COMITY AS A PRINCIPLE OF STATUTORY CONSTRUCTION
On the other hand, in Ex parte Royall,[693] decided in 1886, the Court held that the jurisdiction of the lower federal courts in the above category of cases involved no duty to release persons from State custody but only a discretion to do so. Such discretion, the Court declared, "should be exercised in the light of the relations existing, under our system of government, between the judicial tribunals of the Union and of the States, and in recognition of the fact that the public good requires that those relations be not disturbed by unnecessary conflict between the courts equally bound to guard and protect rights secured by the Constitution."[694] In pursuance of these principles the Court has subsequently formulated rules to the effect that mere error in the prosecution and trial of a suit cannot confer jurisdiction upon a federal court to review the proceedings upon a writ of habeas corpus;[695] that the writ of habeas corpus cannot be substituted for the writ of error, however serious the errors committed by the State court;[696] that except in extreme and urgent cases the federal courts will not discharge a prisoner in State custody prior to final disposition of the case in the State courts, where the prisoner must first exhaust all State remedies; and even after the State courts have acted, the federal courts will usually leave the prisoner to the usual and orderly procedure of appeal to the Supreme Court. Furthermore, the Supreme Court will, in the exercise of a sound discretion, issue a writ of mandamus to compel a federal court to remand to a State court a prosecution of a federal officer removed to it, when it appears that the officer in question, in seeking removal, failed to make a candid, specific, and positive explanation of his relation to the transaction giving rise to the crime for which he was indicted.[697]
Because of the care with which the discretion to issue writs of habeas corpus and to grant removals has been exercised by the federal courts to release persons from State custody there has been a minimum of friction in this area of federal-state relations, in contrast to that produced by their extensive use of injunctions to restrain the enforcement of State statutes. In Wade v. Mayo,[698] Justice Murphy cited the statistics of the Administrative Office of the United States Courts which revealed that during the fiscal years of 1943, 1944, and 1945, there was an average of 451 habeas corpus petitions filed each year in federal district courts by persons in State custody, and that of these petitions, an average of only six per year resulted in a reversal of the conviction and the release of the prisoner.
COMITY AS COOPERATION
Moreover, cold comity may become on occasion warm cooperation between the two systems of courts. In Ponzi v. Fessenden,[699] the matter at issue was the authority of the Attorney General of the United States to consent to the transfer on a writ of habeas corpus of a federal prisoner to a State court to be there put on trial upon indictments there pending against him. The Court, speaking by Chief Justice Taft, while conceding that there was no express statutory authority for such action, sustained it. Said the Chief Justice: "We live in the jurisdiction of two sovereignties, each having its own system of courts to declare and enforce its laws in common territory. It would be impossible for such courts to fulfil their respective functions without embarrassing conflict unless rules were adopted by them to avoid it. The people for whose benefit these two systems are maintained are deeply interested that each system shall be effective and unhindered in its vindication of its laws. The situation requires, therefore, not only definite rules fixing the powers of the courts in cases of jurisdiction over the same persons and things in actual litigation, but also a spirit of reciprocal comity and mutual assistance to promote due and orderly procedure."[700]

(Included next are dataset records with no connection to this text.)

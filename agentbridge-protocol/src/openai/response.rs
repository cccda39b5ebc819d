//! Non-streaming (buffered) response envelopes and the `/v1/models` listing.

use serde::Serialize;

use super::chunk::ChunkUsage;

fn now_secs() -> u64 {
    std::time::SystemTime::now()
        .duration_since(std::time::UNIX_EPOCH)
        .map(|d| d.as_secs())
        .unwrap_or(0)
}

#[derive(Debug, Clone, Serialize)]
pub struct ChatCompletionResponse {
    pub id: String,
    pub object: &'static str,
    pub created: u64,
    pub model: String,
    pub choices: Vec<ChatCompletionResponseChoice>,
    pub usage: ChunkUsage,
}

impl ChatCompletionResponse {
    pub const OBJECT: &'static str = "chat.completion";

    pub fn new(
        id: impl Into<String>,
        model: impl Into<String>,
        choices: Vec<ChatCompletionResponseChoice>,
        usage: ChunkUsage,
    ) -> Self {
        Self {
            id: id.into(),
            object: Self::OBJECT,
            created: now_secs(),
            model: model.into(),
            choices,
            usage,
        }
    }
}

#[derive(Debug, Clone, Serialize)]
pub struct ChatCompletionResponseChoice {
    pub index: u32,
    pub message: ChatResponseMessage,
    pub finish_reason: String,
}

#[derive(Debug, Clone, Serialize)]
pub struct ChatResponseMessage {
    pub role: String,
    pub content: String,
}

#[derive(Debug, Clone, Serialize)]
pub struct CompletionResponse {
    pub id: String,
    pub object: &'static str,
    pub created: u64,
    pub model: String,
    pub choices: Vec<CompletionResponseChoice>,
    pub usage: ChunkUsage,
}

impl CompletionResponse {
    pub const OBJECT: &'static str = "text_completion";

    pub fn new(
        id: impl Into<String>,
        model: impl Into<String>,
        choices: Vec<CompletionResponseChoice>,
        usage: ChunkUsage,
    ) -> Self {
        Self {
            id: id.into(),
            object: Self::OBJECT,
            created: now_secs(),
            model: model.into(),
            choices,
            usage,
        }
    }
}

#[derive(Debug, Clone, Serialize)]
pub struct CompletionResponseChoice {
    pub index: u32,
    pub text: String,
    pub finish_reason: String,
}

/// `GET /v1/models` response (spec §6.2).
#[derive(Debug, Clone, Serialize)]
pub struct ModelsListResponse {
    pub object: &'static str,
    pub data: Vec<ModelObject>,
}

impl ModelsListResponse {
    pub fn new(data: Vec<ModelObject>) -> Self {
        Self { object: "list", data }
    }
}

#[derive(Debug, Clone, Serialize)]
pub struct ModelObject {
    pub id: String,
    pub object: &'static str,
    pub created: u64,
    pub owned_by: String,
}

impl ModelObject {
    pub fn new(public_name: impl Into<String>) -> Self {
        Self {
            id: public_name.into(),
            object: "model",
            created: now_secs(),
            owned_by: "agentbridge".to_string(),
        }
    }
}

#[cfg(test)]
mod tests {
    use super::*;

    #[test]
    fn models_list_wraps_models_in_list_object() {
        let resp = ModelsListResponse::new(vec![ModelObject::new("gpt-local")]);
        let json = serde_json::to_string(&resp).unwrap();
        assert!(json.contains("\"object\":\"list\""));
        assert!(json.contains("\"id\":\"gpt-local\""));
    }

    #[test]
    fn chat_response_has_chat_completion_object() {
        let resp = ChatCompletionResponse::new(
            "cmpl-1",
            "m1",
            vec![ChatCompletionResponseChoice {
                index: 0,
                message: ChatResponseMessage {
                    role: "assistant".into(),
                    content: "hi".into(),
                },
                finish_reason: "stop".into(),
            }],
            ChunkUsage {
                prompt_tokens: 1,
                completion_tokens: 1,
                total_tokens: 2,
            },
        );
        let json = serde_json::to_string(&resp).unwrap();
        assert!(json.contains("\"object\":\"chat.completion\""));
    }
}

EARLY USE OF STATE COURTS IN ENFORCEMENT OF FEDERAL LAW
The final phase of the relation of State courts has to do with their administration of federal law. Although it is the general rule that Congress cannot vest the judicial power of the United States in courts other than those created in pursuance of article III,[701] it has from the beginning of the National Government left to the State courts wide areas of jurisdiction which it might have vested exclusively in the federal courts, section 25 of the Judiciary Act of 1789 offering the supreme illustration. But going far beyond that, in the latter years of the eighteenth century and the early part of the nineteenth, Congress provided that suits by the National Government itself for fines, forfeitures, and penalties imposed by the revenue laws might be brought in State courts of competent jurisdiction as well as in the federal courts.[702] The Fugitive Slave Act of 1793,[703] the Naturalization Act of 1795,[704] and the Alien Enemies Act of 1798,[705] all imposed positive duties on State courts to enforce federal law. In 1799 the State courts were vested with jurisdiction to try criminal offenses against federal laws.[706] Extensive reliance was placed on State courts for the enforcement of the Embargo Acts;[707] and the act of March 3, 1815,[708] vested in State or county courts within or directly adjoining a federal tax-collection district cognizant "of all complaints, suits and prosecutions for taxes, duties, fines, penalties, and forfeitures."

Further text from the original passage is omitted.